The Deadly Assassin in Perspective
Adam James Cuthbert looks back on the 1976 story starring Tom Baker.
The Deadly Assassin represents a pivotal moment in the history of Classic Doctor Who. The story, written by Robert Holmes, was designed in part to reflect the necessity of a companion participating in the Doctor’s adventures, after Tom Baker had claimed he could carry the show single-handedly.
The Deadly Assassin is another example of Robert Holmes delving into literary and socio-cultural influences. The story borrows diversely from George Orwell, World War II iconography, and Richard Condon’s The Manchurian Candidate. The intended result can easily be enjoyed as a tight political thriller, which voices a clear disgust of post-war politics and propaganda.
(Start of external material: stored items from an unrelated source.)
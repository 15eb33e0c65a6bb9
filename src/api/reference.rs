//! Reference feeds backing select options and list lookups.

use serde::Deserialize;
use serde_json::Value;

use crate::error::ApiError;
use crate::schema::FeedKind;
use crate::transport::HttpTransport;

#[derive(Clone, Debug, Deserialize)]
pub struct CityRef {
    pub id: i64,
    pub name: String,
}

#[derive(Clone, Debug, Deserialize)]
pub struct CountryRef {
    pub id: i64,
    pub name: String,
}

#[derive(Clone, Debug, Deserialize)]
#[serde(rename_all = "camelCase")]
pub struct ClientRef {
    pub id: i64,
    pub company_name: String,
}

#[derive(Clone, Debug, Deserialize)]
pub struct ProductRef {
    pub id: i64,
    pub label: String,
}

#[derive(Clone, Debug, Deserialize)]
pub struct CustomerRef {
    pub id: i64,
}

/// Option of a select field: wire value plus display label.
#[derive(Clone, Debug, PartialEq, Eq)]
pub struct FeedOption {
    pub value: String,
    pub label: String,
}

/// Fetch one feed as select options. City and country options are valued by
/// name; client, product and customer options by id.
pub async fn fetch_feed(
    transport: &HttpTransport,
    feed: FeedKind,
) -> Result<Vec<FeedOption>, ApiError> {
    let raw = transport.get_json(feed.path()).await?;
    options_from(feed, raw)
}

fn options_from(feed: FeedKind, raw: Value) -> Result<Vec<FeedOption>, ApiError> {
    let options = match feed {
        FeedKind::Cities => serde_json::from_value::<Vec<CityRef>>(raw)?
            .into_iter()
            .map(|c| FeedOption {
                value: c.name.clone(),
                label: c.name,
            })
            .collect(),
        FeedKind::Countries => serde_json::from_value::<Vec<CountryRef>>(raw)?
            .into_iter()
            .map(|c| FeedOption {
                value: c.name.clone(),
                label: c.name,
            })
            .collect(),
        FeedKind::Clients => serde_json::from_value::<Vec<ClientRef>>(raw)?
            .into_iter()
            .map(|c| FeedOption {
                value: c.id.to_string(),
                label: c.company_name,
            })
            .collect(),
        FeedKind::Products => serde_json::from_value::<Vec<ProductRef>>(raw)?
            .into_iter()
            .map(|p| FeedOption {
                value: p.id.to_string(),
                label: p.label,
            })
            .collect(),
        FeedKind::Customers => serde_json::from_value::<Vec<CustomerRef>>(raw)?
            .into_iter()
            .map(|c| FeedOption {
                value: c.id.to_string(),
                label: c.id.to_string(),
            })
            .collect(),
    };
    Ok(options)
}
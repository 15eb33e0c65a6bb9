//! Thin JSON transport over the backend REST API.
//!
//! Every call goes through [`HttpTransport`]: it owns the base URL and the
//! shared `reqwest` client, speaks `application/json` on every request, and
//! turns non-2xx responses into [`ApiError::Backend`] with the message the
//! backend put in its error body.

use reqwest::header::{HeaderMap, HeaderValue, CONTENT_TYPE};
use reqwest::Method;
use serde::Deserialize;
use serde_json::Value;

use crate::config::Config;
use crate::error::ApiError;

/// Error body shape the backend uses for rejections.
#[derive(Deserialize)]
struct BackendMessage {
    message: String,
}

#[derive(Clone, Debug)]
pub struct HttpTransport {
    base_url: String,
    http: reqwest::Client,
}

impl HttpTransport {
    pub fn new(config: &Config) -> Result<Self, ApiError> {
        // The backend expects the JSON content type even on body-less requests.
        let mut headers = HeaderMap::new();
        headers.insert(CONTENT_TYPE, HeaderValue::from_static("application/json"));
        let http = reqwest::Client::builder()
            .timeout(config.timeout)
            .default_headers(headers)
            .build()?;
        Ok(Self {
            base_url: config.base_url.trim_end_matches('/').to_string(),
            http,
        })
    }

    /// Shortcut used by tests and examples that only know an origin.
    pub fn from_base_url(base_url: &str) -> Result<Self, ApiError> {
        Self::new(&Config::new(base_url))
    }

    pub fn base_url(&self) -> &str {
        &self.base_url
    }

    pub async fn get_json(&self, path: &str) -> Result<Value, ApiError> {
        let response = self.send(Method::GET, path, None).await?;
        Ok(response.json().await?)
    }

    pub async fn post_json(&self, path: &str, body: &Value) -> Result<(), ApiError> {
        self.send(Method::POST, path, Some(body)).await?;
        Ok(())
    }

    pub async fn put_json(&self, path: &str, body: &Value) -> Result<(), ApiError> {
        self.send(Method::PUT, path, Some(body)).await?;
        Ok(())
    }

    /// PUT with no payload, used by status actions such as validate.
    pub async fn put_empty(&self, path: &str) -> Result<(), ApiError> {
        self.send(Method::PUT, path, None).await?;
        Ok(())
    }

    pub async fn delete(&self, path: &str) -> Result<(), ApiError> {
        self.send(Method::DELETE, path, None).await?;
        Ok(())
    }

    async fn send(
        &self,
        method: Method,
        path: &str,
        body: Option<&Value>,
    ) -> Result<reqwest::Response, ApiError> {
        let url = format!("{}{}", self.base_url, path);
        tracing::debug!(method = %method, url = %url, "request");
        let mut request = self.http.request(method, &url);
        if let Some(body) = body {
            request = request.json(body);
        }
        let response = request.send().await?;
        let status = response.status();
        if status.is_success() {
            return Ok(response);
        }
        let message = match response.json::<BackendMessage>().await {
            Ok(parsed) => parsed.message,
            Err(_) => format!("backend returned {}", status),
        };
        tracing::debug!(status = status.as_u16(), message = %message, "backend rejected request");
        Err(ApiError::Backend {
            status: status.as_u16(),
            message,
        })
    }
}
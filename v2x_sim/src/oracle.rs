//! Ground truth oracle for synthetic datasets.
//!
//! The Oracle holds the true planar state of every simulated agent,
//! advances it with a constant-turn-rate model, and produces GNSS/IMU
//! payloads with optional Gaussian noise.

use nalgebra::{Rotation2, Vector2, Vector3};
use rand::{Rng, SeedableRng};
use rand_chacha::ChaCha8Rng;
use rand_distr::{Distribution, Normal};
use serde::{Deserialize, Serialize};
use std::collections::BTreeMap;
use v2x_core::unwrap_angle;

use crate::error::{Result, SimError};

/// Gravity reported on the IMU z axis (m/s^2).
pub const GRAVITY: f64 = 9.81;

/// A ground truth agent.
#[derive(Debug, Clone, PartialEq, Serialize, Deserialize)]
pub struct GroundTruthAgent {
    pub id: u32,

    /// Position [x, y, z] in meters (global frame)
    pub position: Vector3<f64>,

    /// Planar velocity [vx, vy] in m/s
    pub velocity: Vector2<f64>,

    /// Heading in [-π, π)
    pub yaw: f64,

    /// Heading rate in rad/s
    pub yaw_rate: f64,
}

impl GroundTruthAgent {
    /// Agent moving at `velocity`, heading along it.
    pub fn new(id: u32, position: Vector3<f64>, velocity: Vector2<f64>) -> Self {
        let yaw = if velocity.norm() > 0.0 {
            velocity.y.atan2(velocity.x)
        } else {
            0.0
        };
        Self {
            id,
            position,
            velocity,
            yaw: unwrap_angle(yaw),
            yaw_rate: 0.0,
        }
    }

    /// Sets a constant turn rate; velocity rotates with the heading.
    pub fn with_yaw_rate(mut self, yaw_rate: f64) -> Self {
        self.yaw_rate = yaw_rate;
        self
    }

    /// Overrides the heading without changing velocity.
    pub fn with_yaw(mut self, yaw: f64) -> Self {
        self.yaw = unwrap_angle(yaw);
        self
    }
}

/// One agent's payloads for a frame.
#[derive(Debug, Clone, PartialEq)]
pub struct Observation {
    pub agent_id: u32,

    /// GNSS payload: x, y, z
    pub position: [f64; 3],

    /// IMU payload: ax, ay, az, gx, gy, gz, compass yaw
    pub inertial: [f64; 7],
}

/// The Oracle - maintains ground truth and generates sensor payloads.
pub struct Oracle {
    rng: ChaCha8Rng,
    agents: BTreeMap<u32, GroundTruthAgent>,
    current_time: f64,
    position_noise: Option<Normal<f64>>,
    yaw_noise: Option<Normal<f64>>,
}

impl Oracle {
    /// Creates a noise-free Oracle with the given seed.
    pub fn new(seed: u64) -> Self {
        Self {
            rng: ChaCha8Rng::seed_from_u64(seed),
            agents: BTreeMap::new(),
            current_time: 0.0,
            position_noise: None,
            yaw_noise: None,
        }
    }

    /// Sets the GNSS position noise standard deviation (meters).
    pub fn set_position_noise(&mut self, std_dev: f64) -> Result<()> {
        self.position_noise = noise(std_dev)?;
        Ok(())
    }

    /// Sets the compass yaw noise standard deviation (radians).
    pub fn set_yaw_noise(&mut self, std_dev: f64) -> Result<()> {
        self.yaw_noise = noise(std_dev)?;
        Ok(())
    }

    /// Adds an agent, replacing any agent with the same id.
    pub fn spawn(&mut self, agent: GroundTruthAgent) {
        self.agents.insert(agent.id, agent);
    }

    /// Advances every agent by `dt` seconds.
    pub fn step(&mut self, dt: f64) {
        self.current_time += dt;

        for agent in self.agents.values_mut() {
            agent.position.x += agent.velocity.x * dt;
            agent.position.y += agent.velocity.y * dt;

            let turn = agent.yaw_rate * dt;
            if turn != 0.0 {
                agent.velocity = Rotation2::new(turn) * agent.velocity;
                agent.yaw = unwrap_angle(agent.yaw + turn);
            }
        }
    }

    pub fn time(&self) -> f64 {
        self.current_time
    }

    pub fn agent(&self, id: u32) -> Option<&GroundTruthAgent> {
        self.agents.get(&id)
    }

    /// Returns all agents in id order.
    pub fn agents(&self) -> impl Iterator<Item = &GroundTruthAgent> + '_ {
        self.agents.values()
    }

    pub fn agent_count(&self) -> usize {
        self.agents.len()
    }

    /// Draws a uniform sample in [0, 1) from the Oracle's stream.
    pub fn uniform(&mut self) -> f64 {
        self.rng.gen::<f64>()
    }

    /// Generates the payloads of one agent.
    pub fn observe(&mut self, id: u32) -> Option<Observation> {
        let agent = self.agents.get(&id)?.clone();

        let position = [
            agent.position.x + draw(self.position_noise.as_ref(), &mut self.rng),
            agent.position.y + draw(self.position_noise.as_ref(), &mut self.rng),
            agent.position.z + draw(self.position_noise.as_ref(), &mut self.rng),
        ];

        // Centripetal acceleration of a constant-rate turn
        let ax = -agent.yaw_rate * agent.velocity.y;
        let ay = agent.yaw_rate * agent.velocity.x;
        let yaw = unwrap_angle(agent.yaw + draw(self.yaw_noise.as_ref(), &mut self.rng));

        Some(Observation {
            agent_id: id,
            position,
            inertial: [ax, ay, GRAVITY, 0.0, 0.0, agent.yaw_rate, yaw],
        })
    }
}

/// Zero std disables noise (and leaves the random stream untouched).
fn noise(std_dev: f64) -> Result<Option<Normal<f64>>> {
    if !std_dev.is_finite() || std_dev < 0.0 {
        return Err(SimError::InvalidNoise(std_dev));
    }
    if std_dev == 0.0 {
        return Ok(None);
    }
    Normal::new(0.0, std_dev)
        .map(Some)
        .map_err(|_| SimError::InvalidNoise(std_dev))
}

fn draw(noise: Option<&Normal<f64>>, rng: &mut ChaCha8Rng) -> f64 {
    noise.map_or(0.0, |n| n.sample(rng))
}
//! The State Index - per-frame agent metadata for a range of scenes.
//!
//! Built eagerly by walking every frame of every scene in range, strictly
//! in order:
//!
//! ```text
//! for scene in [scene_start, scene_end):
//!   for (frame_id, frame) in frame chain:          # frame_id = 0, 1, 2, ...
//!     for channel in frame.channels:               # discovery order
//!       GNSS_TOP_id_<a>, a in [agent_start, agent_end)
//!         ├─ GNSS payload  -> x, y, z, timestamp
//!         ├─ IMU_TOP_id_<a> payload -> accel, gyro, compass yaw
//!         └─ MotionEstimator -> vx, vy, yaw_rate
//!     index[(scene, frame)] = [AgentMeta, ...]     # empty frames kept
//! ```
//!
//! Any read failure aborts the build. After construction the index is
//! immutable.

use crate::agent_meta::{AgentMeta, AgentSlot, LidarConfig};
use crate::config::IndexConfig;
use crate::error::{CoreError, Result};
use crate::motion::MotionEstimator;

use nalgebra::{Vector2, Vector3};
use std::collections::BTreeMap;
use std::path::Path;
use tracing::{debug, info};
use v2x_env::convention::{inertial_channel, parse_position_channel};
use v2x_env::{DatasetProvider, FrameChain, FrameRecord, NuScenesProvider};

/// Minimum GNSS payload length: x, y, z.
pub const POSITION_PAYLOAD_LEN: usize = 3;

/// Minimum IMU payload length: ax, ay, az, gx, gy, gz, compass yaw.
pub const INERTIAL_PAYLOAD_LEN: usize = 7;

/// Index of (scene, frame) to the agents observed in that frame.
#[derive(Debug, Clone, PartialEq)]
pub struct StateIndex {
    config: IndexConfig,
    frames: BTreeMap<(usize, usize), Vec<AgentMeta>>,
    frame_counts: BTreeMap<usize, usize>,
}

impl StateIndex {
    /// Builds the index from a dataset provider.
    ///
    /// # Errors
    /// * `CoreError::Configuration` - empty ranges, or scenes past the catalog end
    /// * `CoreError::ProviderRead` - a catalog lookup or payload read failed
    /// * `CoreError::MissingChannel` - a GNSS channel has no IMU companion
    /// * `CoreError::MalformedPayload` - a payload is too short
    pub fn build<P: DatasetProvider + ?Sized>(provider: &P, config: IndexConfig) -> Result<Self> {
        config.validate_against(provider.scene_count())?;

        let mut estimator = MotionEstimator::new();
        let mut frames = BTreeMap::new();
        let mut frame_counts = BTreeMap::new();
        let mut total_agents = 0usize;

        for scene_id in config.scene_range() {
            let chain = FrameChain::for_scene(provider, scene_id)?;
            let mut scene_frames = 0usize;

            for frame in chain.frames() {
                let (frame_id, record) = frame?;
                let metas = index_frame(provider, &config, &mut estimator, scene_id, frame_id, &record)?;

                debug!(
                    "scene {} frame {}: {} agents ({} channels)",
                    scene_id,
                    frame_id,
                    metas.len(),
                    record.channel_count()
                );

                total_agents += metas.len();
                frames.insert((scene_id, frame_id), metas);
                scene_frames += 1;
            }

            info!("Indexed scene {}: {} frames", scene_id, scene_frames);
            frame_counts.insert(scene_id, scene_frames);
        }

        info!(
            "State index built: {} scenes, {} frames, {} agent observations, {} distinct agents",
            frame_counts.len(),
            frames.len(),
            total_agents,
            estimator.tracked_agents()
        );

        Ok(Self {
            config,
            frames,
            frame_counts,
        })
    }

    /// Opens a nuScenes-format dataset at `dataroot` (using the configured
    /// version tag) and builds the index from it.
    pub fn from_dataroot(dataroot: impl AsRef<Path>, config: IndexConfig) -> Result<Self> {
        config.validate()?;
        let provider = NuScenesProvider::open(dataroot, &config.version)?;
        Self::build(&provider, config)
    }

    /// Returns the agents observed in a frame, in channel-discovery order.
    ///
    /// Unindexed keys yield an empty slice.
    pub fn get_agents_meta(&self, scene_id: usize, frame_id: usize) -> &[AgentMeta] {
        self.frames
            .get(&(scene_id, frame_id))
            .map(Vec::as_slice)
            .unwrap_or(&[])
    }

    /// Returns one slot per agent id in the configured agent range,
    /// `Absent` for agents not observed in the frame.
    pub fn agent_slots(&self, scene_id: usize, frame_id: usize) -> Vec<AgentSlot> {
        let metas = self.get_agents_meta(scene_id, frame_id);
        self.config
            .agent_range()
            .map(|agent_id| {
                AgentSlot::from(metas.iter().find(|meta| meta.agent_id == agent_id).cloned())
            })
            .collect()
    }

    /// Returns the number of frames indexed for a scene (0 if not indexed).
    pub fn frame_count(&self, scene_id: usize) -> usize {
        self.frame_counts.get(&scene_id).copied().unwrap_or(0)
    }

    /// Returns the indexed scene ids in ascending order.
    pub fn scene_ids(&self) -> impl Iterator<Item = usize> + '_ {
        self.frame_counts.keys().copied()
    }

    /// Iterates over all frames in (scene, frame) order.
    pub fn iter(&self) -> impl Iterator<Item = ((usize, usize), &[AgentMeta])> + '_ {
        self.frames.iter().map(|(key, metas)| (*key, metas.as_slice()))
    }

    /// Returns the number of indexed frames.
    pub fn len(&self) -> usize {
        self.frames.len()
    }

    pub fn is_empty(&self) -> bool {
        self.frames.is_empty()
    }

    pub fn config(&self) -> &IndexConfig {
        &self.config
    }
}

/// Extracts the in-range agents of one frame.
fn index_frame<P: DatasetProvider + ?Sized>(
    provider: &P,
    config: &IndexConfig,
    estimator: &mut MotionEstimator,
    scene_id: usize,
    frame_id: usize,
    record: &FrameRecord,
) -> Result<Vec<AgentMeta>> {
    let agents = config.agent_range();
    let mut metas = Vec::new();

    for (channel, token) in &record.channels {
        let Some(agent_id) = parse_position_channel(channel) else {
            continue;
        };
        if !agents.contains(&agent_id) {
            continue;
        }

        // GNSS
        let gnss_record = provider.sensor_record(token)?;
        let gnss_path = config.layout.position_path(&gnss_record.filename);
        let gnss = load_payload(provider, &gnss_path, POSITION_PAYLOAD_LEN)?;
        let position = Vector3::new(gnss[0], gnss[1], gnss[2]);

        // IMU
        let imu_channel = inertial_channel(agent_id);
        let imu_token = record
            .channel(&imu_channel)
            .ok_or_else(|| CoreError::MissingChannel {
                scene_id,
                frame_id,
                channel: imu_channel.clone(),
            })?;
        let imu_record = provider.sensor_record(imu_token)?;
        let imu_path = config.layout.inertial_path(&imu_record.filename);
        let imu = load_payload(provider, &imu_path, INERTIAL_PAYLOAD_LEN)?;

        let acceleration = Vector3::new(imu[0], imu[1], imu[2]);
        let angular_rate = Vector3::new(imu[3], imu[4], imu[5]);
        let yaw = imu[6];

        let timestamp = gnss_record.timestamp_secs();

        let motion = estimator.estimate(
            scene_id,
            agent_id,
            frame_id,
            Vector2::new(position.x, position.y),
            yaw,
            timestamp,
        );

        metas.push(AgentMeta {
            scene_id,
            frame_id,
            agent_id,
            timestamp,
            position,
            yaw,
            velocity: motion.velocity,
            speed: motion.speed(),
            yaw_rate: motion.yaw_rate,
            acceleration,
            angular_rate,
            lidar: LidarConfig::default(),
        });
    }

    Ok(metas)
}

fn load_payload<P: DatasetProvider + ?Sized>(
    provider: &P,
    filename: &str,
    expected: usize,
) -> Result<Vec<f64>> {
    let payload = provider.load_payload(filename)?;
    if payload.len() < expected {
        return Err(CoreError::MalformedPayload {
            filename: filename.to_string(),
            expected,
            found: payload.len(),
        });
    }
    Ok(payload)
}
However, it is also arguably the definitive text on the Doctor’s home planet, Gallifrey, and its native people, the Time Lords.
The Deadly Assassin is infamous for the controversy that surrounds the serial, both from fandom and the wider audience. Contemporary fandom rejected the serial’s portrayal of the Time Lords, previously deemed godlike in The War Games, as corrupt politicians. Meanwhile, Mary Whitehouse of the NVALA attacked the serial for its perceived endorsement of violence, which she claimed was unsuitable for young children watching the show. Holmes scoffed at this. He remarked that the show was “geared to the intelligent fourteen-year-old, and I wouldn’t let any child under ten see it.”
Holmes held strong views on the show’s mythology. In many ways, The Deadly Assassin is a testament to his constant ability for invention and revision of the show’s ever-expanding and sundry mythology. The serial marks an audacious attempt to demystify the shadowy origins of the show’s most intriguing race at the time. Until The War Games, viewers were kept mostly in the dark about the Doctor’s past, with only occasional, oblique references to his family or background. The Deadly Assassin takes the show back to its foundations and explores why the Doctor left Gallifrey behind.
Free from the restraints of a typical Doctor Who serial, Holmes relishes the opportunity to experiment. This is reflected in Holmes’ innovative use of narrative technique (flashforward, flashback, omniscient narration), but also in terms of progressing the Doctor’s relationship with his fellow Time Lords. Holmes depicts an archetypal portrayal of the Doctor as an anti-authoritian maverick. This can be seen as allegorical of political views of individualism against doctrinal authority.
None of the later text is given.